Finalmente, igual que el impacto de la población inmigrante es desigual, también lo es sobre la población de acogida. Aunque el primero, en promedio, fuese neutral, es indudable (y así lo subrayan también bastantes estudios, entre los que cabe mencionar este) que no todos se ven afectados de la misma forma. Tienden a beneficiarse más las clases más pudientes, las empresas, las personas con formación elevada; y tienden resultar perjudicadas las de menos recursos (de ahí que se haya dicho que ser racista es de pobres). El jubilado alemán que hemos visto citado en la prensa española se queja de cómo le han venido diciendo durante años que no hay recursos para subirle la pensión mientras observa cómo sí parece haberlos para acoger a cientos de miles de solicitantes de asilo. Y él y otros como él han encumbrado a Trump en un sitio y están a cerca de acabar con el gobierno de Merkel en otro. Desafortunadamente, estos votantes no solo no leen las publicaciones académicas buenistas y puede que solo sepan una cosa pero, como el erizo de Isaiah Berlin, la saben bien.
¿Qué podemos concluir? En primer lugar, que se nos vienen unos chamanes disfrazados de exploradores que esgrimen el discurso de moda, el (presuntamente) basado en evidencias, con el que tratan de desbaratar cualquier conato de pensamiento crítico. Muy sospechosamente, además, nos presentan selección de evidencias cuantitativas perfectamente alineadas con los postulados apriorísticos de quienes opinan sobre el asunto de la inmigración desde determinadas posturas morales fácilmente reconocibles. Pero se trata de evidencias que, leídas con detenimiento, generan más incertidumbres que certezas.
Podría ser, vamos a concederlo, que estuviesen en lo cierto: que abrir las fronteras tiene un pequeño efecto positivo o, en el peor de los casos, no particularmente negativo sobre la economía. Así que si las abrimos, poco sería lo que ganaríamos.

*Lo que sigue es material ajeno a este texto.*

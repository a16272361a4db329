//! Withdrawal lifecycle handlers

use std::sync::Arc;

use axum::{
    Json,
    extract::{Path, State},
    http::HeaderMap,
};
use serde::{Deserialize, Serialize};

use crate::money::StrictRupiah;
use crate::withdrawal::{PayoutAccount, WithdrawalId, WithdrawalRecord};

use super::super::state::AppState;
use super::super::types::{ApiError, ApiResult, ok};
use super::helpers::resolve_actor;

// ============================================================================
// API Request/Response Types
// ============================================================================

/// API request for creating a withdrawal
#[derive(Debug, Deserialize)]
pub struct WithdrawalApiRequest {
    /// Campaign to withdraw from
    pub campaign_id: i64,
    /// Gross amount as string (whole rupiah)
    pub amount: StrictRupiah,
    /// Payout destination, tagged by method
    pub account: PayoutAccount,
}

/// API request for rejecting a withdrawal
#[derive(Debug, Deserialize)]
pub struct RejectApiRequest {
    pub reason: String,
}

/// API request for completing a withdrawal
#[derive(Debug, Deserialize)]
pub struct CompleteApiRequest {
    pub reference_number: String,
}

/// API response for withdrawal operations
#[derive(Debug, Serialize)]
pub struct WithdrawalApiResponse {
    pub withdrawal_id: String,
    pub campaign_id: i64,
    /// Gross amount as string (whole rupiah)
    pub amount: String,
    pub fee_amount: String,
    pub net_amount: String,
    /// Payout method: "bank_transfer" or "e_wallet"
    pub method: String,
    /// Current FSM state
    pub status: String,
    #[serde(skip_serializing_if = "Option::is_none")]
    pub notes: Option<String>,
    #[serde(skip_serializing_if = "Option::is_none")]
    pub reference_number: Option<String>,
    #[serde(skip_serializing_if = "Option::is_none")]
    pub approved_by: Option<i64>,
    /// Timestamps in milliseconds
    pub requested_at: i64,
    #[serde(skip_serializing_if = "Option::is_none")]
    pub approved_at: Option<i64>,
    #[serde(skip_serializing_if = "Option::is_none")]
    pub processed_at: Option<i64>,
    #[serde(skip_serializing_if = "Option::is_none")]
    pub completed_at: Option<i64>,
}

impl From<WithdrawalRecord> for WithdrawalApiResponse {
    fn from(r: WithdrawalRecord) -> Self {
        Self {
            withdrawal_id: r.withdrawal_id.to_string(),
            campaign_id: r.campaign_id,
            amount: r.amount.to_string(),
            fee_amount: r.fee_amount.to_string(),
            net_amount: r.net_amount.to_string(),
            method: r.account.method().to_string(),
            status: r.state.to_string(),
            notes: r.notes,
            reference_number: r.reference_number,
            approved_by: r.approved_by,
            requested_at: r.requested_at.timestamp_millis(),
            approved_at: r.approved_at.map(|t| t.timestamp_millis()),
            processed_at: r.processed_at.map(|t| t.timestamp_millis()),
            completed_at: r.completed_at.map(|t| t.timestamp_millis()),
        }
    }
}

/// Parse withdrawal id from path segment (ULID format)
fn parse_id(s: &str) -> Result<WithdrawalId, ApiError> {
    s.parse()
        .map_err(|_| ApiError::bad_request("Invalid withdrawal ID format"))
}

// ============================================================================
// Handlers
// ============================================================================

/// Request a withdrawal (campaign owner)
///
/// POST /api/v1/withdrawals
#[utoipa::path(
    post,
    path = "/api/v1/withdrawals",
    request_body(content = String, description = "Withdrawal request: campaign_id, amount, account", content_type = "application/json"),
    responses(
        (status = 200, description = "Withdrawal created in PENDING state", content_type = "application/json"),
        (status = 400, description = "Invalid parameters"),
        (status = 403, description = "Actor is not the campaign owner"),
        (status = 422, description = "Insufficient funds or campaign not withdrawable")
    ),
    tag = "Withdrawal"
)]
pub async fn request_withdrawal(
    State(state): State<Arc<AppState>>,
    headers: HeaderMap,
    Json(req): Json<WithdrawalApiRequest>,
) -> ApiResult<WithdrawalApiResponse> {
    let actor = resolve_actor(&state, &headers).await?;

    let record = state
        .service
        .request(actor, req.campaign_id, req.amount.inner(), req.account)
        .await
        .map_err(ApiError::from)?;

    ok(record.into())
}

/// Get a withdrawal by id (campaign owner or admin)
///
/// GET /api/v1/withdrawals/{id}
#[utoipa::path(
    get,
    path = "/api/v1/withdrawals/{id}",
    params(("id" = String, Path, description = "Withdrawal ID (ULID format)")),
    responses(
        (status = 200, description = "Withdrawal record", content_type = "application/json"),
        (status = 404, description = "Withdrawal not found")
    ),
    tag = "Withdrawal"
)]
pub async fn get_withdrawal(
    State(state): State<Arc<AppState>>,
    headers: HeaderMap,
    Path(id): Path<String>,
) -> ApiResult<WithdrawalApiResponse> {
    let actor = resolve_actor(&state, &headers).await?;
    let id = parse_id(&id)?;

    let record = state.service.get(actor, id).await.map_err(ApiError::from)?;
    ok(record.into())
}

/// Approve a pending withdrawal (admin)
///
/// POST /api/v1/withdrawals/{id}/approve
#[utoipa::path(
    post,
    path = "/api/v1/withdrawals/{id}/approve",
    params(("id" = String, Path, description = "Withdrawal ID (ULID format)")),
    responses(
        (status = 200, description = "Withdrawal approved", content_type = "application/json"),
        (status = 403, description = "Actor is not an admin"),
        (status = 409, description = "Concurrent modification"),
        (status = 422, description = "Not in PENDING state")
    ),
    tag = "Withdrawal"
)]
pub async fn approve_withdrawal(
    State(state): State<Arc<AppState>>,
    headers: HeaderMap,
    Path(id): Path<String>,
) -> ApiResult<WithdrawalApiResponse> {
    let actor = resolve_actor(&state, &headers).await?;
    let id = parse_id(&id)?;

    let record = state
        .service
        .approve(actor, id)
        .await
        .map_err(ApiError::from)?;
    ok(record.into())
}

/// Reject a pending withdrawal with a reason (admin)
///
/// POST /api/v1/withdrawals/{id}/reject
#[utoipa::path(
    post,
    path = "/api/v1/withdrawals/{id}/reject",
    params(("id" = String, Path, description = "Withdrawal ID (ULID format)")),
    request_body(content = String, description = "Rejection reason", content_type = "application/json"),
    responses(
        (status = 200, description = "Withdrawal rejected", content_type = "application/json"),
        (status = 400, description = "Empty reason"),
        (status = 403, description = "Actor is not an admin"),
        (status = 422, description = "Not in PENDING state")
    ),
    tag = "Withdrawal"
)]
pub async fn reject_withdrawal(
    State(state): State<Arc<AppState>>,
    headers: HeaderMap,
    Path(id): Path<String>,
    Json(req): Json<RejectApiRequest>,
) -> ApiResult<WithdrawalApiResponse> {
    let actor = resolve_actor(&state, &headers).await?;
    let id = parse_id(&id)?;

    let record = state
        .service
        .reject(actor, id, req.reason)
        .await
        .map_err(ApiError::from)?;
    ok(record.into())
}

/// Hand an approved withdrawal to the payout processor (admin)
///
/// POST /api/v1/withdrawals/{id}/process
#[utoipa::path(
    post,
    path = "/api/v1/withdrawals/{id}/process",
    params(("id" = String, Path, description = "Withdrawal ID (ULID format)")),
    responses(
        (status = 200, description = "Withdrawal processing", content_type = "application/json"),
        (status = 403, description = "Actor is not an admin"),
        (status = 422, description = "Not in APPROVED state")
    ),
    tag = "Withdrawal"
)]
pub async fn process_withdrawal(
    State(state): State<Arc<AppState>>,
    headers: HeaderMap,
    Path(id): Path<String>,
) -> ApiResult<WithdrawalApiResponse> {
    let actor = resolve_actor(&state, &headers).await?;
    let id = parse_id(&id)?;

    let record = state
        .service
        .mark_processing(actor, id)
        .await
        .map_err(ApiError::from)?;
    ok(record.into())
}

/// Complete a processing withdrawal and settle the campaign balance (admin)
///
/// POST /api/v1/withdrawals/{id}/complete
#[utoipa::path(
    post,
    path = "/api/v1/withdrawals/{id}/complete",
    params(("id" = String, Path, description = "Withdrawal ID (ULID format)")),
    request_body(content = String, description = "Payout reference number", content_type = "application/json"),
    responses(
        (status = 200, description = "Withdrawal completed, balance debited", content_type = "application/json"),
        (status = 400, description = "Empty reference number"),
        (status = 403, description = "Actor is not an admin"),
        (status = 409, description = "Concurrent modification"),
        (status = 422, description = "Not in PROCESSING state or insufficient funds")
    ),
    tag = "Withdrawal"
)]
pub async fn complete_withdrawal(
    State(state): State<Arc<AppState>>,
    headers: HeaderMap,
    Path(id): Path<String>,
    Json(req): Json<CompleteApiRequest>,
) -> ApiResult<WithdrawalApiResponse> {
    let actor = resolve_actor(&state, &headers).await?;
    let id = parse_id(&id)?;

    let record = state
        .service
        .complete(actor, id, req.reference_number)
        .await
        .map_err(ApiError::from)?;
    ok(record.into())
}

/// Cancel a withdrawal before processing (campaign owner)
///
/// POST /api/v1/withdrawals/{id}/cancel
#[utoipa::path(
    post,
    path = "/api/v1/withdrawals/{id}/cancel",
    params(("id" = String, Path, description = "Withdrawal ID (ULID format)")),
    responses(
        (status = 200, description = "Withdrawal cancelled", content_type = "application/json"),
        (status = 403, description = "Actor is not the campaign owner"),
        (status = 422, description = "Not cancellable from current state")
    ),
    tag = "Withdrawal"
)]
pub async fn cancel_withdrawal(
    State(state): State<Arc<AppState>>,
    headers: HeaderMap,
    Path(id): Path<String>,
) -> ApiResult<WithdrawalApiResponse> {
    let actor = resolve_actor(&state, &headers).await?;
    let id = parse_id(&id)?;

    let record = state
        .service
        .cancel(actor, id)
        .await
        .map_err(ApiError::from)?;
    ok(record.into())
}

/// Withdrawal history for a campaign (its owner or admin)
///
/// GET /api/v1/campaigns/{id}/withdrawals
#[utoipa::path(
    get,
    path = "/api/v1/campaigns/{id}/withdrawals",
    params(("id" = i64, Path, description = "Campaign ID")),
    responses(
        (status = 200, description = "Withdrawal history, newest first", content_type = "application/json"),
        (status = 403, description = "Actor may not view this campaign"),
        (status = 404, description = "Campaign not found")
    ),
    tag = "Withdrawal"
)]
pub async fn campaign_withdrawals(
    State(state): State<Arc<AppState>>,
    headers: HeaderMap,
    Path(campaign_id): Path<i64>,
) -> ApiResult<Vec<WithdrawalApiResponse>> {
    let actor = resolve_actor(&state, &headers).await?;

    let records = state
        .service
        .history(actor, campaign_id)
        .await
        .map_err(ApiError::from)?;

    ok(records.into_iter().map(Into::into).collect())
}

Pero, ¿y si las abrimos y resulta que se han equivocado y los efectos acaban siento negativos o, incluso, muy negativos? ¿Sería sensato implementar este tipo de políticas cuando en el mejor de los casos el beneficio es nulo y, en el peor, catastrófico? La asimetría de las hipotéticas recompensas invita a desoír los argumentos en pro de la apertura de las fronteras a cierto tipo de inmigración. Al menos, desde la perspectiva de la que se ocupa este artículo.